New tool allows analysis of nursing-home deficiencies across the country; Kentucky seems to rank high in serious problems
Reporters now have a tool at their fingertips that will allow them to find nursing home problems in facilities across Kentucky, which appears to ranks high in serious problems.(iStock photo)
The tool was launched this week by ProPublica, a nonprofit, investigative news group, and allows “anyone to easily search and analyze the details of recent nursing home inspections, most completed since January 2011,” report Charles Ornstein and Lena Groeger.
The tool has features that the federal government’s Nursing Home Compare doesn’t have, including the ability to search using any keyword. Results can also be sorted according to the severity of the violation and by state.

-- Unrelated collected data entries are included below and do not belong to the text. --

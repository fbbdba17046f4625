//! Two-column text ingest.
//!
//! Both exercises read plain comma-delimited files with one observation per
//! line (`energy,cross_section` or `time,activity`), e.g.:
//!
//! ```text
//! # time (h), activity
//! 0.0,0.00
//! 0.5,0.12
//! ```
//!
//! Behavior:
//! - `#` starts a comment line; blank lines are skipped
//! - columns beyond the second are ignored
//! - a non-numeric first record is treated as a header
//! - bad rows are collected as [`RowError`]s and logged, not fatal
//! - zero usable rows is an error (exit code 3)

use std::fs::File;
use std::io::Read;
use std::path::Path;

use crate::domain::{DataPoint, DatasetStats};
use crate::error::AppError;

/// A row-level error encountered during ingest.
#[derive(Debug, Clone, PartialEq)]
pub struct RowError {
    pub line: u64,
    pub message: String,
}

/// Ingest output: points + stats + row errors.
#[derive(Debug, Clone)]
pub struct IngestedData {
    pub points: Vec<DataPoint>,
    pub stats: DatasetStats,
    pub row_errors: Vec<RowError>,
    pub rows_read: usize,
    pub rows_used: usize,
}

/// Load a `(time, activity)` series.
pub fn load_series(path: &Path) -> Result<IngestedData, AppError> {
    let data = read_points(open(path)?)?;
    log_ingest(path, &data);
    Ok(data)
}

/// Load interpolation samples; duplicate x values are rejected with their line numbers.
pub fn load_samples(path: &Path) -> Result<IngestedData, AppError> {
    let data = read_points(open(path)?)?;
    log_ingest(path, &data);

    let mut seen: Vec<(f64, usize)> = data.points.iter().enumerate().map(|(i, p)| (p.x, i)).collect();
    seen.sort_by(|a, b| a.0.total_cmp(&b.0).then(a.1.cmp(&b.1)));
    if let Some(pair) = seen.windows(2).find(|w| w[0].0 == w[1].0) {
        return Err(AppError::new(
            2,
            format!(
                "Duplicate x value {} in '{}' (data rows {} and {}).",
                pair[0].0,
                path.display(),
                pair[0].1 + 1,
                pair[1].1 + 1
            ),
        ));
    }

    Ok(data)
}

/// Parse points from any reader.
pub fn read_points<R: Read>(reader: R) -> Result<IngestedData, AppError> {
    let mut reader = csv::ReaderBuilder::new()
        .has_headers(false)
        .flexible(true)
        .trim(csv::Trim::All)
        .comment(Some(b'#'))
        .from_reader(reader);

    let mut points = Vec::new();
    let mut row_errors = Vec::new();
    let mut rows_read = 0usize;

    for (idx, result) in reader.records().enumerate() {
        let record = match result {
            Ok(r) => r,
            Err(e) => {
                rows_read += 1;
                row_errors.push(RowError {
                    line: e.position().map_or(0, |p| p.line()),
                    message: format!("CSV parse error: {e}"),
                });
                continue;
            }
        };
        let line = record.position().map_or(idx as u64 + 1, |p| p.line());

        match parse_row(&record) {
            Ok(point) => {
                rows_read += 1;
                points.push(point);
            }
            // Allow a single leading header row such as `time,activity`.
            Err(_) if idx == 0 && looks_like_header(&record) => {
                log::debug!("treating line {line} as a header: {:?}", record.iter().collect::<Vec<_>>());
            }
            Err(message) => {
                rows_read += 1;
                row_errors.push(RowError { line, message });
            }
        }
    }

    let rows_used = points.len();
    if rows_used == 0 {
        return Err(AppError::new(3, "No valid rows found in input."));
    }

    let stats = DatasetStats::from_points(&points)
        .ok_or_else(|| AppError::new(3, "No valid points remain after parsing."))?;

    Ok(IngestedData {
        points,
        stats,
        row_errors,
        rows_read,
        rows_used,
    })
}

fn open(path: &Path) -> Result<File, AppError> {
    File::open(path).map_err(|e| AppError::new(2, format!("Failed to open data file '{}': {e}", path.display())))
}

fn parse_row(record: &csv::StringRecord) -> Result<DataPoint, String> {
    if record.len() < 2 {
        return Err(format!("expected 2 columns, found {}", record.len()));
    }
    let x = parse_value(&record[0], "first")?;
    let y = parse_value(&record[1], "second")?;
    Ok(DataPoint { x, y })
}

fn parse_value(field: &str, which: &str) -> Result<f64, String> {
    let value: f64 = field
        .parse()
        .map_err(|_| format!("{which} column is not a number: '{field}'"))?;
    if !value.is_finite() {
        return Err(format!("{which} column is not finite: '{field}'"));
    }
    Ok(value)
}

fn looks_like_header(record: &csv::StringRecord) -> bool {
    record
        .iter()
        .take(2)
        .all(|f| !f.is_empty() && f.parse::<f64>().is_err())
}

fn log_ingest(path: &Path, data: &IngestedData) {
    log::info!(
        "loaded {} of {} rows from '{}' (x=[{}, {}])",
        data.rows_used,
        data.rows_read,
        path.display(),
        data.stats.x_min,
        data.stats.x_max
    );
    for err in &data.row_errors {
        log::warn!("{}: line {}: {}", path.display(), err.line, err.message);
    }
}

#[cfg(test)]
mod tests {
    use std::io::Write;

    use super::*;

    #[test]
    fn parses_plain_two_column_rows() {
        let data = read_points("0,0.0\n1.5,0.25\n3,0.5\n".as_bytes()).unwrap();
        assert_eq!(data.rows_used, 3);
        assert_eq!(data.points[1], DataPoint { x: 1.5, y: 0.25 });
        assert_eq!(data.stats.x_max, 3.0);
        assert!(data.row_errors.is_empty());
    }

    #[test]
    fn skips_header_comments_and_bad_rows() {
        let text = "time,activity\n# comment\n0, 0.1\n1,abc\n2\n3,0.4,extra\n";
        let data = read_points(text.as_bytes()).unwrap();
        assert_eq!(
            data.points,
            vec![DataPoint { x: 0.0, y: 0.1 }, DataPoint { x: 3.0, y: 0.4 }]
        );
        assert_eq!(data.rows_read, 4);
        assert_eq!(data.row_errors.len(), 2);
        assert_eq!(data.row_errors[0].line, 4);
        assert!(data.row_errors[0].message.contains("second column"));
        assert!(data.row_errors[1].message.contains("expected 2 columns"));
    }

    #[test]
    fn rejects_non_finite_values() {
        let data = read_points("0,1\n1,NaN\n2,inf\n".as_bytes()).unwrap();
        assert_eq!(data.rows_used, 1);
        assert_eq!(data.row_errors.len(), 2);
    }

    #[test]
    fn empty_input_is_an_error() {
        let err = read_points("# nothing here\n".as_bytes()).unwrap_err();
        assert_eq!(err.exit_code(), 3);
    }

    #[test]
    fn load_samples_rejects_duplicate_x() {
        let mut file = tempfile::NamedTempFile::new().unwrap();
        writeln!(file, "0,1\n5,2\n0,3").unwrap();
        let err = load_samples(file.path()).unwrap_err();
        assert_eq!(err.exit_code(), 2);
        assert!(err.to_string().contains("data rows 1 and 3"), "{err}");

        // The same file is fine as a time series.
        assert_eq!(load_series(file.path()).unwrap().rows_used, 3);
    }

    #[test]
    fn missing_file_is_an_input_error() {
        let err = load_series(Path::new("/definitely/not/here.txt")).unwrap_err();
        assert_eq!(err.exit_code(), 2);
    }
}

About 1.5 million people still live in nursing homes nationwide, though more seniors are living at home or in assisted-living facilities. The reports show there were almost 118,000 deficiencies cited against 14,565 homes. According to the Centers for Medicare and Medicaid Services, the average number of deficiencies for a nursing home inspected in the U.S. is eight and the average in Kentucky is seven.
ProPublica’s analysis shows Kentucky ranked fourth nationwide for the most “K” and “L” deficiencies, considered the most serious kind. The state had 45 in the analysis, as did South Carolina. Texas had the most in the country by far, however, with 183.
While ProPublica does rank the states, nursing home industry officials say “inspectors in different regions of the country have different thresholds for issuing a citation, and that could unfairly make one state’s homes appear worse than another’s,” Ornstein and Groeger report. (Read more)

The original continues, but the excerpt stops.